What is required: Lines from the beginning of the data below through the one containing "bounded by a" are to be printed exactly as they appear.

Stored items:
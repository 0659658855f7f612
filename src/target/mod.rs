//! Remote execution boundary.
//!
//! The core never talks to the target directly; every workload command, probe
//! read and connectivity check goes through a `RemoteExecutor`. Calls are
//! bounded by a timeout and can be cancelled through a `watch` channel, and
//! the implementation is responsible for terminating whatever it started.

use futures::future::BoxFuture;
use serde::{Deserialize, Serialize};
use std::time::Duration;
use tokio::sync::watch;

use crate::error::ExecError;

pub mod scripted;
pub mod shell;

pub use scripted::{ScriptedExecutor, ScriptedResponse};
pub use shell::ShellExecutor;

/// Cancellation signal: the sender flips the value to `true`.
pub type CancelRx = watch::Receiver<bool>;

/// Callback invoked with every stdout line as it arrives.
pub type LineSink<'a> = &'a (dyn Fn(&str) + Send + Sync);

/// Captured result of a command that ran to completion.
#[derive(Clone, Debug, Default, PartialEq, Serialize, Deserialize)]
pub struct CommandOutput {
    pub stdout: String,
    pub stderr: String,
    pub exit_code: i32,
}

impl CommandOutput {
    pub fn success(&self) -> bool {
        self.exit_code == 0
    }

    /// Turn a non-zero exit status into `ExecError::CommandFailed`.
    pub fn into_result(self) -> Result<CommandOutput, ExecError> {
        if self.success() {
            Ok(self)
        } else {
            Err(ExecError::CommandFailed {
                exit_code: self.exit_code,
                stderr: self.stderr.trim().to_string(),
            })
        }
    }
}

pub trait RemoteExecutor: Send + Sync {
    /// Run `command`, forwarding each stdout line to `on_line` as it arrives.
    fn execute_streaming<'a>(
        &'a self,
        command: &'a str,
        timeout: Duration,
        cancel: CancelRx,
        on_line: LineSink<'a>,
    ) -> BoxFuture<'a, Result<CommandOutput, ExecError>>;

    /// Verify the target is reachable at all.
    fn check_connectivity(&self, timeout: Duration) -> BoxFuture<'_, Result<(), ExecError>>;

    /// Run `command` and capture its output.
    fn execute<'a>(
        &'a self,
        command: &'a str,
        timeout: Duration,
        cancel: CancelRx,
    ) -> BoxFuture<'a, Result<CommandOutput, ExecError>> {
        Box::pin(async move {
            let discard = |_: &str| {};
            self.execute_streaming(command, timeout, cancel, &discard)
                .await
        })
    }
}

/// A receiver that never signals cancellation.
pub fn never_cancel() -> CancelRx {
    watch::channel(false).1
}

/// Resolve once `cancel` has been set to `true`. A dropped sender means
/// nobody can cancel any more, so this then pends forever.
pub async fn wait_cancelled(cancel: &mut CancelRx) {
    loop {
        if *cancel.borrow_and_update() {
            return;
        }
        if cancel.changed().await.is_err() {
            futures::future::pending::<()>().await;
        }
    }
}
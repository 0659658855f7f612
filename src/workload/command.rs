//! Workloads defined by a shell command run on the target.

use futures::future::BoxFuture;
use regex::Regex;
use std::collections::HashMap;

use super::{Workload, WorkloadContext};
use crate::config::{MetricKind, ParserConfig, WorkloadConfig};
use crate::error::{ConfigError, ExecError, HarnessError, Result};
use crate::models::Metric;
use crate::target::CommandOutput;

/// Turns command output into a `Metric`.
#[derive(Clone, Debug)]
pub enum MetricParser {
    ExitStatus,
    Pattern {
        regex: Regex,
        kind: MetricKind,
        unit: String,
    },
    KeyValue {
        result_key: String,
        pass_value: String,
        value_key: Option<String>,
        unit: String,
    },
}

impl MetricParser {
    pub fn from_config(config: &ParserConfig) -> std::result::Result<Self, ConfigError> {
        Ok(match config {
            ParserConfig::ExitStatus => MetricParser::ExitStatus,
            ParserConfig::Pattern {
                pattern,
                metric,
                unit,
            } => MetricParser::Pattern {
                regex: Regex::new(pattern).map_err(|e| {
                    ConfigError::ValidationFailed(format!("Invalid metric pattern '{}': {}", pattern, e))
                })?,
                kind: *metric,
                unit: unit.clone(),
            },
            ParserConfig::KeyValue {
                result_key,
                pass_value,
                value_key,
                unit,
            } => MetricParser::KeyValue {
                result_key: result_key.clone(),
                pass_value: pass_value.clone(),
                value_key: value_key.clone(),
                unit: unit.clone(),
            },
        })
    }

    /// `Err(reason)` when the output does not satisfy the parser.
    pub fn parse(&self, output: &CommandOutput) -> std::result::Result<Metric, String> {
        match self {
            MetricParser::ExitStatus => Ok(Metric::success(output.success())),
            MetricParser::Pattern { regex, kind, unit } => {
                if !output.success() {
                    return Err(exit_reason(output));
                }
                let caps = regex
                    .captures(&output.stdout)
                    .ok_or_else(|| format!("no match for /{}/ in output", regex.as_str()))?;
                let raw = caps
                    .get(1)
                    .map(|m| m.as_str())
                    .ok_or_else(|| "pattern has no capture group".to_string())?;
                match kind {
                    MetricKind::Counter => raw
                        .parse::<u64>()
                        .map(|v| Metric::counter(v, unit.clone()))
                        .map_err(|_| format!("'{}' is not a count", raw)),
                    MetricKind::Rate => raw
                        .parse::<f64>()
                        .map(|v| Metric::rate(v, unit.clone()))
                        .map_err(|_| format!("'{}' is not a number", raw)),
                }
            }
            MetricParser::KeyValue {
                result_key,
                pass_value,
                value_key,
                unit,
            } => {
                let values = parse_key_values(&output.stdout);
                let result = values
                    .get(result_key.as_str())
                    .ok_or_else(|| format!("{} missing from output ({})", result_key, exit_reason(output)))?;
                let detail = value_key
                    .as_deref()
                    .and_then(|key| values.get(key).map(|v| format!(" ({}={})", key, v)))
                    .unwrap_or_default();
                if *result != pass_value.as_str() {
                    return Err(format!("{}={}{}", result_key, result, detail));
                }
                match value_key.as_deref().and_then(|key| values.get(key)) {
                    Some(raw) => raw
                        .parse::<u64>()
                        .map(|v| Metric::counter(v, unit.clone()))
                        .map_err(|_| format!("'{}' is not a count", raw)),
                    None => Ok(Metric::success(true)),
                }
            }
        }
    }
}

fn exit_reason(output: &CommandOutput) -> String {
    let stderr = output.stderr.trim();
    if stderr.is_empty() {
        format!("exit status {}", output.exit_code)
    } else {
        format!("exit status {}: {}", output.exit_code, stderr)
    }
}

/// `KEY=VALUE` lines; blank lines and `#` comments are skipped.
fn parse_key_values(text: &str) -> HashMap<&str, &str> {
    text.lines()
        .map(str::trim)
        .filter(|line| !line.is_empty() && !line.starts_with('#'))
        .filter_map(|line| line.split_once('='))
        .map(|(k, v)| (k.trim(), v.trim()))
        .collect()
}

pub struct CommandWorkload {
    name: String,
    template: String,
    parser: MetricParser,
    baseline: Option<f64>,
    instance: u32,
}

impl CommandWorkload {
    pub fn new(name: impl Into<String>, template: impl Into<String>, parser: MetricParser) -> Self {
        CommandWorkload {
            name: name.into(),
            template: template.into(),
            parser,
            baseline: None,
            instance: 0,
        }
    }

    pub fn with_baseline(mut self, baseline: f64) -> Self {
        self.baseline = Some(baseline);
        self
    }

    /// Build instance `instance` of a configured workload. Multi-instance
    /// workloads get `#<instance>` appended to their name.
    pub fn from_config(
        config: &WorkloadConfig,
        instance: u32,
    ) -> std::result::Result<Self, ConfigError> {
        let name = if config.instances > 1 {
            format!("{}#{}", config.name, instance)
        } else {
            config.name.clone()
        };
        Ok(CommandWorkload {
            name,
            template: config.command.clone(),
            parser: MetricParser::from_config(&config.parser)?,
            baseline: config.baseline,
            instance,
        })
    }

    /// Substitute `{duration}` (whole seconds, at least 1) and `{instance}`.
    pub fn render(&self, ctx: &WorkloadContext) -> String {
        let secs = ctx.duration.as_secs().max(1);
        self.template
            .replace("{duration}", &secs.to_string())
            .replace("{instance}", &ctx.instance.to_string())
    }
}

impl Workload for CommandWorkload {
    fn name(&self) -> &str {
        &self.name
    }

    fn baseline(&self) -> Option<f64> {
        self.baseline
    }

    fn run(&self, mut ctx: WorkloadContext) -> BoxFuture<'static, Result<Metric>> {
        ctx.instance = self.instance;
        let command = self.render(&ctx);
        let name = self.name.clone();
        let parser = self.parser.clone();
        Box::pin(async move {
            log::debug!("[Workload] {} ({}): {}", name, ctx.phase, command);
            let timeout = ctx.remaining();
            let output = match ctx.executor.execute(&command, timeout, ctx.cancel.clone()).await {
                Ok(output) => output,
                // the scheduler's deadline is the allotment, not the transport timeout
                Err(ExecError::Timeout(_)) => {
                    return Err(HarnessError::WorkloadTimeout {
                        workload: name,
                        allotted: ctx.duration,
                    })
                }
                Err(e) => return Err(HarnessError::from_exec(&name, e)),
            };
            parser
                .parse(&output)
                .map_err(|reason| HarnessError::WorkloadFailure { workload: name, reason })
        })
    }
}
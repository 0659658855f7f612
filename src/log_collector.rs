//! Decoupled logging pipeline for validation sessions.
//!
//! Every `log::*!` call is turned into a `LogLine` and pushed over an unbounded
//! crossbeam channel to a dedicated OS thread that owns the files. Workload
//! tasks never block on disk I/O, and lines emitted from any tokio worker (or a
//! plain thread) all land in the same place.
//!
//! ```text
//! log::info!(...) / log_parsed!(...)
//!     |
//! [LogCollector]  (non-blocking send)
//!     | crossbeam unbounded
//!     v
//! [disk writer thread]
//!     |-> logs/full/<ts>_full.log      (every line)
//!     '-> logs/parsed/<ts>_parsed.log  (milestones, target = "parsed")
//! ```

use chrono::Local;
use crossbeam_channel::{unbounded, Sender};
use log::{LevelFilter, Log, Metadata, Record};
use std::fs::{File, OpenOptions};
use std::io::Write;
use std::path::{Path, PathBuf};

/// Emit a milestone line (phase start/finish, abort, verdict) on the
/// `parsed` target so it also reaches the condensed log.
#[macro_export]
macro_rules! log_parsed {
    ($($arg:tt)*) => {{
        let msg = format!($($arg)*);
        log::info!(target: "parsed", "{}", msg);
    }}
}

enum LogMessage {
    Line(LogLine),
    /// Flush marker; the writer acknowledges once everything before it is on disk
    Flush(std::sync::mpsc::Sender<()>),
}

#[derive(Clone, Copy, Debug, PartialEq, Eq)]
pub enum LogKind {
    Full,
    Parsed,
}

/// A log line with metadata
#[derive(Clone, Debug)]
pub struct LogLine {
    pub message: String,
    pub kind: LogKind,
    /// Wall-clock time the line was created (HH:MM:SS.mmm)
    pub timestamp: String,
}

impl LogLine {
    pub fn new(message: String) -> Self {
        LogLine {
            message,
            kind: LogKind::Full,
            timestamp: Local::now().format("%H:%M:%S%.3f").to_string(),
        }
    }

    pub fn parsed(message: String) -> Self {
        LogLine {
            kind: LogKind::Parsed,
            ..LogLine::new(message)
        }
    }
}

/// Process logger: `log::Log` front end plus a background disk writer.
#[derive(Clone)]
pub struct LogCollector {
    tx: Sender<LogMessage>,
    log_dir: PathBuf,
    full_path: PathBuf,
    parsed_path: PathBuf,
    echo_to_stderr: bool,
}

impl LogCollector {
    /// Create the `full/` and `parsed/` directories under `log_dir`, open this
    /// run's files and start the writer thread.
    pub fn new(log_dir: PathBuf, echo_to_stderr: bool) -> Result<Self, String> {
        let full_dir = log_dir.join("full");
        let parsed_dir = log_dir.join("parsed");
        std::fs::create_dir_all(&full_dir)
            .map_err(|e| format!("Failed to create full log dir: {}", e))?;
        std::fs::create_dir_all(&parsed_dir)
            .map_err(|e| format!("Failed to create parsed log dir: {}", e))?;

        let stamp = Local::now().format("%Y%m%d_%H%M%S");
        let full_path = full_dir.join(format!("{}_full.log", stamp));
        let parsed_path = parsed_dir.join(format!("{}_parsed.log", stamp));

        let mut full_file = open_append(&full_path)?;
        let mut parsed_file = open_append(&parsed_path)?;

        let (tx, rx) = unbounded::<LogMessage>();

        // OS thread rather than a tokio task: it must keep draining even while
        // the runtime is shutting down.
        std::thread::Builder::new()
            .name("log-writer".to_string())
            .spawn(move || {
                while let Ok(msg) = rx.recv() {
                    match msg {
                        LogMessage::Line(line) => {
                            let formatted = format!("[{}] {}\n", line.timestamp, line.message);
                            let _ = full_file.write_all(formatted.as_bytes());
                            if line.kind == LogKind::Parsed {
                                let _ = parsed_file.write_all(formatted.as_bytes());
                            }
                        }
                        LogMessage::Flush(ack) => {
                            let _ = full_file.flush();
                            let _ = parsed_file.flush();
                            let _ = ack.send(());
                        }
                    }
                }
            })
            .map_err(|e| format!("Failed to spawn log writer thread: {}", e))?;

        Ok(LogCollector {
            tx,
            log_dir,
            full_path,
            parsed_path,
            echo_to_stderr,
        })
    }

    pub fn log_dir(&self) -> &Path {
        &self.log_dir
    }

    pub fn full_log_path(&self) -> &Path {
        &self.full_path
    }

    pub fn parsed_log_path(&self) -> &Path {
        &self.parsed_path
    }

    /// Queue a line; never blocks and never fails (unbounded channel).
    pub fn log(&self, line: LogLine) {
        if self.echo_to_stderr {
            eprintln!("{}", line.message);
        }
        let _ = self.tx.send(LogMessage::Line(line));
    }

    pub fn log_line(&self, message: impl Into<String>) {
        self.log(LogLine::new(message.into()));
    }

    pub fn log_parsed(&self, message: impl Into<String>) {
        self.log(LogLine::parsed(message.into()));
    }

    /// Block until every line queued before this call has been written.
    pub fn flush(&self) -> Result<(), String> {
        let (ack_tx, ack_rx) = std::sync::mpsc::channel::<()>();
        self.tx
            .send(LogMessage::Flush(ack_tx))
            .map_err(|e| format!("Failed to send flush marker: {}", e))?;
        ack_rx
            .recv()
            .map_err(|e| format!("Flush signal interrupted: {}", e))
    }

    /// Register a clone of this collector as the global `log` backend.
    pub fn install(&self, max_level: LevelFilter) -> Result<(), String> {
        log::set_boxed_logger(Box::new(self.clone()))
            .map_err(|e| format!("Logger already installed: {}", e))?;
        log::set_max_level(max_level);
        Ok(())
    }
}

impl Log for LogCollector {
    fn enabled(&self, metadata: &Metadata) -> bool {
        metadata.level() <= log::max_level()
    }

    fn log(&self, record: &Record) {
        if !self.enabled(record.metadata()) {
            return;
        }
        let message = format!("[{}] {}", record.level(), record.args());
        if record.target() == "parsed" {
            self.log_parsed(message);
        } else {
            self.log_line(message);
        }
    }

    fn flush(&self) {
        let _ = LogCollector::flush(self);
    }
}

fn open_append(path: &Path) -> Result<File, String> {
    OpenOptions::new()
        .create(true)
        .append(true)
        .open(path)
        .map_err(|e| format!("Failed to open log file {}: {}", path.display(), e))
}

Solution to this problem:
repository 0659658855f7f612
filename src/target/mod.rs
//! Remote execution boundary.
//!
//! The core never talks to the target directly; every workload command, probe
//! read and connectivity check goes through a `RemoteExecutor`. Calls are
//! bounded by a timeout and can be cancelled through a `watch` channel, and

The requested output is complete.